事業内容
アクモス株式会社は1991年設立、東京証券取引所スタンダード市場上場の事業持株会社。当社グループは連結子会社5社で構成され、ITソリューション事業(SI・消防防災・GIS)、ITインフラ事業(IT基盤・ネットワーク構築・クラウド)、ITサービス事業(第三者保守・病院情報システム・BPO)の3セグメントを展開する。
主要顧客は官公庁・地方公共団体・医療機関であり、公共分野のDX推進需要を主な事業基盤とする。2025年6月期の連結売上高は6,421百万円。
ビジネスモデル
ITソリューション事業(売上高構成比約63%)が受注型SI・消防防災システム・GISで収益の中核を担い、ITインフラ事業(同約16%)がネットワーク構築・クラウド導入で補完する。ITサービス事業(同約22%)は第三者保守・病院情報システム維持管理・BPOによるストック型収益を提供し、全体の収益安定性を支える。
売上総利益率は35.9%(2025年6月期)で安定推移している。
企業の強み
消防通信指令システムの全国入札に参加し、2025年6月期末時点で落札件数4件、受注残高は前期末比28.7%増の1,167百万円(ITソリューション事業全体)。2026年6月期中間期には新規4件受注、受注残高は前年同期比62.9%増の1,731百万円に拡大しており、成長投資領域の先行指標として機能している。
2025年6月期末の自己資本比率は62.5%、現金及び現金同等物は2,795百万円、有利子負債残高は400百万円にとどまる。ネットキャッシュポジションが大きく、M&Aや人財投資を自己資金で賄える財務余力を有する。時価ベースの自己資本比率は103.0%と総資産を上回る水準。
車検用納税確認支援システム・教職員向け勤怠管理クラウド「AttRec」を全国の都道府県・市町村へ展開中。2024年9月にはネオジャパンのAppSuiteインテグレーターに認定され、ノーコード業務アプリ支援サービスをメニュー化。
自治体向けパッケージサービスの全国展開による継続収益基盤の構築を進めている。
エンヴァリスの着眼点
業績トレンド
過去5期の売上高は2023期5,867百万円→2025期6,422百万円と増収基調を維持。2026年6月期第3四半期累計は売上高5,698百万円(前年同四半期比17.6%増)とSYS社子会社化・官公庁案件の貢献で加速。
一方、営業利益は409百万円(同17.2%減)と2期連続の利益伸び悩みが継続。売上原価率の上昇(63.4%→68.3%)と販管費増加(1,280百万円→1,399百万円)が主因。
外部要因として機器・資材の調達コスト上昇が消防防災事業の利益率を圧迫。通期予想は売上高7,500百万円・営業利益450百万円(前期比22.9%増)と修正済みだが、第4四半期への利益集中が前提となっている。
成長戦略
消防防災・金融SES・M&Aで2028年6月期グループ売上高100億円を目指す
SYMPROBUS Fシリーズを全国の消防本部へ展開。第3四半期累計で5件納入(うち4件新規)、受注残高は前年同四半期比66.8%増の958百万円に達しており、パイプラインは拡大中。
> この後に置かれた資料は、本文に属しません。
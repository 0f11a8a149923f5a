//! Row models for campaigns, segments, and stats

use chrono::{DateTime, Utc};
use payamak_common::types::{CampaignId, UserId};
use serde::{Deserialize, Serialize};
use sqlx::FromRow;
use uuid::Uuid;

/// Campaign lifecycle status
#[derive(Debug, Clone, Copy, PartialEq, Eq, Serialize, Deserialize)]
#[serde(rename_all = "snake_case")]
pub enum CampaignStatus {
    Pending,
    Scheduled,
    InProgress,
    Paused,
    Completed,
    Failed,
    Cancelled,
}

impl CampaignStatus {
    /// Terminal states admit no further transitions
    pub fn is_terminal(&self) -> bool {
        matches!(
            self,
            CampaignStatus::Completed | CampaignStatus::Failed | CampaignStatus::Cancelled
        )
    }
}

impl std::fmt::Display for CampaignStatus {
    fn fmt(&self, f: &mut std::fmt::Formatter<'_>) -> std::fmt::Result {
        match self {
            CampaignStatus::Pending => write!(f, "pending"),
            CampaignStatus::Scheduled => write!(f, "scheduled"),
            CampaignStatus::InProgress => write!(f, "in_progress"),
            CampaignStatus::Paused => write!(f, "paused"),
            CampaignStatus::Completed => write!(f, "completed"),
            CampaignStatus::Failed => write!(f, "failed"),
            CampaignStatus::Cancelled => write!(f, "cancelled"),
        }
    }
}

impl std::str::FromStr for CampaignStatus {
    type Err = String;

    fn from_str(s: &str) -> Result<Self, Self::Err> {
        match s {
            "pending" => Ok(CampaignStatus::Pending),
            "scheduled" => Ok(CampaignStatus::Scheduled),
            "in_progress" => Ok(CampaignStatus::InProgress),
            "paused" => Ok(CampaignStatus::Paused),
            "completed" => Ok(CampaignStatus::Completed),
            "failed" => Ok(CampaignStatus::Failed),
            "cancelled" => Ok(CampaignStatus::Cancelled),
            _ => Err(format!("Invalid campaign status: {}", s)),
        }
    }
}

/// Segment dispatch status
#[derive(Debug, Clone, Copy, PartialEq, Eq, Serialize, Deserialize)]
#[serde(rename_all = "snake_case")]
pub enum SegmentStatus {
    Pending,
    InProgress,
    Sent,
    Failed,
    Paused,
}

impl std::fmt::Display for SegmentStatus {
    fn fmt(&self, f: &mut std::fmt::Formatter<'_>) -> std::fmt::Result {
        match self {
            SegmentStatus::Pending => write!(f, "pending"),
            SegmentStatus::InProgress => write!(f, "in_progress"),
            SegmentStatus::Sent => write!(f, "sent"),
            SegmentStatus::Failed => write!(f, "failed"),
            SegmentStatus::Paused => write!(f, "paused"),
        }
    }
}

impl std::str::FromStr for SegmentStatus {
    type Err = String;

    fn from_str(s: &str) -> Result<Self, Self::Err> {
        match s {
            "pending" => Ok(SegmentStatus::Pending),
            "in_progress" => Ok(SegmentStatus::InProgress),
            "sent" => Ok(SegmentStatus::Sent),
            "failed" => Ok(SegmentStatus::Failed),
            "paused" => Ok(SegmentStatus::Paused),
            _ => Err(format!("Invalid segment status: {}", s)),
        }
    }
}

/// Campaign model
#[derive(Debug, Clone, FromRow, Serialize, Deserialize)]
pub struct Campaign {
    pub id: CampaignId,
    pub tag: String,
    pub message: String,
    pub total_numbers: i32,
    pub total_batches: i32,
    pub status: String,
    pub created_by: UserId,
    pub is_scheduled: bool,
    pub scheduled_for: Option<DateTime<Utc>>,
    pub created_at: DateTime<Utc>,
    pub updated_at: DateTime<Utc>,
    pub completed_at: Option<DateTime<Utc>>,
}

impl Campaign {
    /// Get status enum
    pub fn status_enum(&self) -> Option<CampaignStatus> {
        self.status.parse().ok()
    }
}

/// Campaign row joined with headline stats, for list views
#[derive(Debug, Clone, FromRow, Serialize, Deserialize)]
pub struct CampaignWithStats {
    pub id: CampaignId,
    pub tag: String,
    pub message: String,
    pub total_numbers: i32,
    pub total_batches: i32,
    pub status: String,
    pub is_scheduled: bool,
    pub scheduled_for: Option<DateTime<Utc>>,
    pub created_at: DateTime<Utc>,
    pub updated_at: DateTime<Utc>,
    pub completed_at: Option<DateTime<Utc>>,
    pub total_sent: i64,
    pub total_success: i64,
    pub total_failed: i64,
    pub request_count: i64,
    pub average_response_time: Option<f64>,
}

/// Create campaign input
#[derive(Debug, Clone)]
pub struct CreateCampaign {
    pub tag: String,
    pub message: String,
    pub total_numbers: i32,
    pub total_batches: i32,
    pub status: CampaignStatus,
    pub created_by: UserId,
    pub scheduled_for: Option<DateTime<Utc>>,
}

/// Segment model: one ≤100-number batch of a campaign, including the full
/// delivery telemetry recorded at finalize time
#[derive(Debug, Clone, FromRow, Serialize, Deserialize)]
pub struct Segment {
    pub id: Uuid,
    pub campaign_id: CampaignId,
    pub batch_number: i32,
    pub numbers: Vec<String>,
    pub status: String,
    pub sent_count: i32,
    pub failed_count: i32,
    pub message: Option<String>,
    pub tag: Option<String>,
    pub http_status_code: Option<i32>,
    pub response_time_ms: Option<i64>,
    pub request_size: Option<i64>,
    pub response_size: Option<i64>,
    pub api_request: Option<String>,
    pub api_response: Option<String>,
    pub error_type: Option<String>,
    pub last_error: Option<String>,
    pub scheduled_for: Option<DateTime<Utc>>,
    pub created_at: DateTime<Utc>,
    pub updated_at: DateTime<Utc>,
    pub started_at: Option<DateTime<Utc>>,
    pub completed_at: Option<DateTime<Utc>>,
}

impl Segment {
    /// Get status enum
    pub fn status_enum(&self) -> Option<SegmentStatus> {
        self.status.parse().ok()
    }
}

/// Trimmed segment projection for list views (heavy payload columns omitted)
#[derive(Debug, Clone, FromRow, Serialize, Deserialize)]
pub struct SegmentSummary {
    pub id: Uuid,
    pub campaign_id: CampaignId,
    pub batch_number: i32,
    pub status: String,
    pub batch_size: i32,
    pub sent_count: i32,
    pub failed_count: i32,
    pub http_status_code: Option<i32>,
    pub response_time_ms: Option<i64>,
    pub error_type: Option<String>,
    pub last_error: Option<String>,
    pub started_at: Option<DateTime<Utc>>,
    pub completed_at: Option<DateTime<Utc>>,
}

/// Create segment input
#[derive(Debug, Clone)]
pub struct CreateSegment {
    pub campaign_id: CampaignId,
    pub batch_number: i32,
    pub numbers: Vec<String>,
    pub scheduled_for: Option<DateTime<Utc>>,
}

/// Terminal outcome written to a segment at finalize time
#[derive(Debug, Clone, Default)]
pub struct FinalizeSegment {
    pub status: Option<SegmentStatus>,
    pub sent_count: i64,
    pub failed_count: i64,
    pub last_error: Option<String>,
    pub error_type: Option<String>,
    pub message: Option<String>,
    pub tag: Option<String>,
    pub http_status_code: Option<i32>,
    pub response_time_ms: Option<i64>,
    pub request_size: Option<i64>,
    pub response_size: Option<i64>,
    pub api_request: Option<String>,
    pub api_response: Option<String>,
}

impl FinalizeSegment {
    /// Outcome for a fully delivered segment
    pub fn sent(count: i64) -> Self {
        Self {
            status: Some(SegmentStatus::Sent),
            sent_count: count,
            ..Default::default()
        }
    }

    /// Outcome for a failed segment
    pub fn failed(count: i64, error_type: &str, last_error: impl Into<String>) -> Self {
        Self {
            status: Some(SegmentStatus::Failed),
            failed_count: count,
            error_type: Some(error_type.to_string()),
            last_error: Some(last_error.into()),
            ..Default::default()
        }
    }
}

/// Campaign statistics row (1:1 with campaign)
#[derive(Debug, Clone, FromRow, Serialize, Deserialize)]
pub struct CampaignStats {
    pub campaign_id: CampaignId,
    pub total_sent: i64,
    pub total_success: i64,
    pub total_failed: i64,
    pub total_partial_success: i64,
    pub request_count: i64,
    pub total_response_time: i64,
    pub average_response_time: Option<f64>,
    pub min_response_time: Option<i64>,
    pub max_response_time: Option<i64>,
    pub last_error: Option<String>,
    pub last_updated: DateTime<Utc>,
    pub last_success_at: Option<DateTime<Utc>>,
    pub last_failure_at: Option<DateTime<Utc>>,
}

/// One gateway-call outcome applied to a campaign's stats
#[derive(Debug, Clone)]
pub struct StatsUpdate {
    pub sent: i64,
    pub success: i64,
    pub failed: i64,
    pub partial_success: i64,
    pub response_time_ms: Option<i64>,
    pub error_message: Option<String>,
    pub is_success: bool,
}
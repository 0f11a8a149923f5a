//! SMS gateway client

pub mod client;

pub use client::OkitClient;

use async_trait::async_trait;
use payamak_common::Result;

/// Completed gateway exchange for one segment. Network failures never
/// produce one of these; they surface as [`payamak_common::Error::Network`].
#[derive(Debug, Clone)]
pub struct BatchResponse {
    /// HTTP 2xx and body status == true
    pub is_success: bool,
    pub http_status: u16,
    /// `status` field of the gateway body, when the body parsed
    pub api_status: Option<bool>,
    /// Gateway-level status code from the body
    pub api_status_code: Option<i64>,
    /// Human-readable gateway message
    pub api_message: Option<String>,
    pub response_time_ms: i64,
    pub request_body: String,
    pub response_body: String,
}

impl BatchResponse {
    pub fn request_size(&self) -> i64 {
        self.request_body.len() as i64
    }

    pub fn response_size(&self) -> i64 {
        self.response_body.len() as i64
    }
}

/// Gateway seam for the dispatch loop
#[async_trait]
pub trait SmsGateway: Send + Sync + 'static {
    /// Send one batch of numbers. Ok carries the full exchange whether the
    /// gateway accepted or rejected it; Err means the exchange never
    /// completed (timeout, connect failure).
    async fn send_batch(&self, numbers: &[String], message: &str, tag: &str)
        -> Result<BatchResponse>;
}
中期経営計画2028に基づき首都圏でのM&Aを推進。2026年1月にSYS社(金融機関向けSES)を取得原価288百万円で完全子会社化し、金融分野への対応業種を拡大。2026年10月に吸収合併予定。
新入社員のOJT実施部門への配属を一斉配属から計画的配属に変更し、人財増と収益貢献のタイムラグ解消を図る。第3四半期末のグループ従業員数は前年同期末比80名増の522名(うちSYS社子会社化による30名含む)。
前期から開始したAIソリューションベンダーとの取引およびGISソリューションが堅調に推移。生成AI・DX関連投資の旺盛な需要を取り込み、ITソリューション事業の付加価値向上を図る。
中期経営計画2028期間(2024年7月〜2028年6月)において累進配当を導入し、前年実績の水準に対して維持または増配を基本方針とする。2026年6月期の年間配当予想は25円(前期と同水準)。